Though Barack Obama has yet to take the oath of office as President of the United States, it seems this election has already made immeasurable progress in America’s standing with the rest of the world. Why do I think this? Because people tell me so.
Now when I walk down the street, people randomly come up to me and say "thank you". Thank you for what? “Thank you for voting for Barack Obama! America used to be very bad, but now you are my friend!”
Despite the general disapproval of our foreign policy in the Middle East and our occasional kooky outbursts of Christian supremacy, every Malian I talk to has an effusive attitude towards America per se. A common conversation starter here is “America… it is… Good!” I try my best to explain in Bambara income inequality and xenophobia, but it seems that nothing will shake the belief that America is a virginal exception to the Old World tradition of colony and empire.

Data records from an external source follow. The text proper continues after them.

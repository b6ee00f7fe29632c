//! Face descriptor extraction.
//!
//! Pipeline per region: locate the dominant face, crop it, resize to the
//! canonical resolution, smooth, histogram, normalize. Every descriptor that
//! leaves this module has the same shape and normalization regardless of the
//! input region size.

use crate::locator::FaceLocator;
use crate::types::{FaceBounds, FaceDescriptor, DESCRIPTOR_BINS};
use image::DynamicImage;

// --- Named constants (no magic numbers) ---
/// Square resolution face crops are resized to before histogramming.
const CANONICAL_SIZE: usize = 100;
/// Separable 3×3 smoothing kernel ([1, 2, 1] / 4) applied before histogramming.
const SMOOTHING_KERNEL: [f32; 3] = [0.25, 0.5, 0.25];

/// Turns a face region into a [`FaceDescriptor`].
///
/// Owns the localization backend; re-runs it on each input region and keeps
/// only the largest detected face.
pub struct FeatureExtractor {
    locator: Box<dyn FaceLocator>,
}

impl FeatureExtractor {
    pub fn new(locator: Box<dyn FaceLocator>) -> Self {
        Self { locator }
    }

    /// Extract a descriptor from a row-major grayscale raster.
    ///
    /// Returns `None` when no face is found in the region. That is a normal
    /// skip, not an error.
    pub fn extract(&self, gray: &[u8], width: u32, height: u32) -> Option<FaceDescriptor> {
        debug_assert_eq!(gray.len(), width as usize * height as usize);

        let faces = self.locator.locate(gray, width, height);
        let face = largest_face(&faces)?;

        let (crop, crop_w, crop_h) = crop_region(gray, width as usize, height as usize, face)?;
        let mut canonical = resize_bilinear(&crop, crop_w, crop_h, CANONICAL_SIZE, CANONICAL_SIZE);
        smooth(&mut canonical, CANONICAL_SIZE, CANONICAL_SIZE);

        Some(FaceDescriptor::new(normalized_histogram(&canonical)))
    }

    /// Extract a descriptor from a sub-region of a larger raster.
    ///
    /// The region is clamped to the raster, cropped out, and run through
    /// the standard pipeline, localization included.
    pub fn extract_region(
        &self,
        gray: &[u8],
        width: u32,
        height: u32,
        region: &FaceBounds,
    ) -> Option<FaceDescriptor> {
        let (crop, crop_w, crop_h) =
            crop_region(gray, width as usize, height as usize, region)?;
        self.extract(&crop, crop_w as u32, crop_h as u32)
    }

    /// Extract a descriptor from a decoded image, converting to intensity
    /// first. Used by the gallery bootstrap on image files.
    pub fn extract_image(&self, image: &DynamicImage) -> Option<FaceDescriptor> {
        let gray = image.to_luma8();
        self.extract(gray.as_raw(), gray.width(), gray.height())
    }
}

/// Largest-area detection, first occurrence winning exact-area ties.
fn largest_face(faces: &[FaceBounds]) -> Option<&FaceBounds> {
    let mut best_area = f32::NEG_INFINITY;
    let mut best: Option<&FaceBounds> = None;

    for face in faces {
        let area = face.area();
        if area > best_area {
            best_area = area;
            best = Some(face);
        }
    }

    best
}

/// Clamp the box to the raster and copy it out row by row.
///
/// Returns `None` when nothing of the box lies inside the raster.
fn crop_region(
    gray: &[u8],
    width: usize,
    height: usize,
    face: &FaceBounds,
) -> Option<(Vec<u8>, usize, usize)> {
    let x0 = (face.x.max(0.0) as usize).min(width);
    let y0 = (face.y.max(0.0) as usize).min(height);
    let x1 = ((face.x + face.width).max(0.0) as usize).min(width);
    let y1 = ((face.y + face.height).max(0.0) as usize).min(height);

    if x1 <= x0 || y1 <= y0 {
        return None;
    }

    let crop_w = x1 - x0;
    let crop_h = y1 - y0;
    let mut crop = vec![0u8; crop_w * crop_h];

    for row in 0..crop_h {
        let src = (y0 + row) * width + x0;
        let dst = row * crop_w;
        crop[dst..dst + crop_w].copy_from_slice(&gray[src..src + crop_w]);
    }

    Some((crop, crop_w, crop_h))
}

/// Bilinear resize with center-aligned sampling.
fn resize_bilinear(
    src: &[u8],
    src_w: usize,
    src_h: usize,
    dst_w: usize,
    dst_h: usize,
) -> Vec<u8> {
    let scale_x = src_w as f32 / dst_w as f32;
    let scale_y = src_h as f32 / dst_h as f32;
    let mut out = vec![0u8; dst_w * dst_h];

    for y in 0..dst_h {
        let src_y = (y as f32 + 0.5) * scale_y - 0.5;
        let y0 = (src_y.floor() as i32).clamp(0, src_h as i32 - 1) as usize;
        let y1 = (y0 + 1).min(src_h - 1);
        let fy = (src_y - src_y.floor()).clamp(0.0, 1.0);

        for x in 0..dst_w {
            let src_x = (x as f32 + 0.5) * scale_x - 0.5;
            let x0 = (src_x.floor() as i32).clamp(0, src_w as i32 - 1) as usize;
            let x1 = (x0 + 1).min(src_w - 1);
            let fx = (src_x - src_x.floor()).clamp(0.0, 1.0);

            let tl = src[y0 * src_w + x0] as f32;
            let tr = src[y0 * src_w + x1] as f32;
            let bl = src[y1 * src_w + x0] as f32;
            let br = src[y1 * src_w + x1] as f32;

            let val = tl * (1.0 - fx) * (1.0 - fy)
                + tr * fx * (1.0 - fy)
                + bl * (1.0 - fx) * fy
                + br * fx * fy;

            out[y * dst_w + x] = val.round().clamp(0.0, 255.0) as u8;
        }
    }

    out
}

/// In-place separable smoothing pass with clamped borders.
fn smooth(data: &mut [u8], width: usize, height: usize) {
    let mut temp = vec![0.0f32; width * height];

    // Horizontal pass: data → temp
    for y in 0..height {
        for x in 0..width {
            let mut sum = 0.0f32;
            for (k, &w) in SMOOTHING_KERNEL.iter().enumerate() {
                let sx = (x as isize + k as isize - 1).clamp(0, width as isize - 1) as usize;
                sum += data[y * width + sx] as f32 * w;
            }
            temp[y * width + x] = sum;
        }
    }

    // Vertical pass: temp → data
    for y in 0..height {
        for x in 0..width {
            let mut sum = 0.0f32;
            for (k, &w) in SMOOTHING_KERNEL.iter().enumerate() {
                let sy = (y as isize + k as isize - 1).clamp(0, height as isize - 1) as usize;
                sum += temp[sy * width + x] * w;
            }
            data[y * width + x] = sum.round().clamp(0.0, 255.0) as u8;
        }
    }
}

/// Intensity histogram, L1-normalized to total mass 1.0.
fn normalized_histogram(pixels: &[u8]) -> Vec<f32> {
    let mut counts = [0u32; DESCRIPTOR_BINS];
    for &p in pixels {
        counts[p as usize] += 1;
    }

    let total = pixels.len() as f32;
    counts.iter().map(|&c| c as f32 / total).collect()
}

Though Malians have their doubts. A general rule of thumb is that the more literate a Malian is and the more they identify themselves with Islamic culture, the more likely they are going to have an ax to grind with America. If they can pronounce “Abu Ghraib”, I brace myself for an uncomfortable feeling of personal responsibility for the collective sins of my countrymen. Unlike most governments in African history, America is a democracy whose faults cannot be ascribed to one man – if the government does something bad it is all the people’s fault.
No one in Mali other than President Toure has ever actually met George Walker Bush, but they know enough about the archetypical Tubabu to have a very negative view of him. “Joje Boosh is racist!” I am told, “Joje Boosh kills Muslim people in Iraq and Palestine because he thinks that Jesus is the prophet and Muhammad is a liar!” We have eight years of serious damage to control.
Some people have a few kind words to say about the incumbent administration, “Joje Boosh buys chemicals to kill mosquitoes and kill malaria banakise – but he wants us to become Christians because he thinks that Islam is a terrorist religion!” I do not know how much of these views are formed by al-Jazeera a few madrassahs removed, how much they are simply products of homegrown prejudice, or how much they are based upon an objective analysis of discernible reality. But I can say for sure that the negative attitude towards the President who said that America was fighting “a crusade” is somewhat related to generations of Malian interaction with well-meaning missionaries whose handouts have been laced with ulterior motives.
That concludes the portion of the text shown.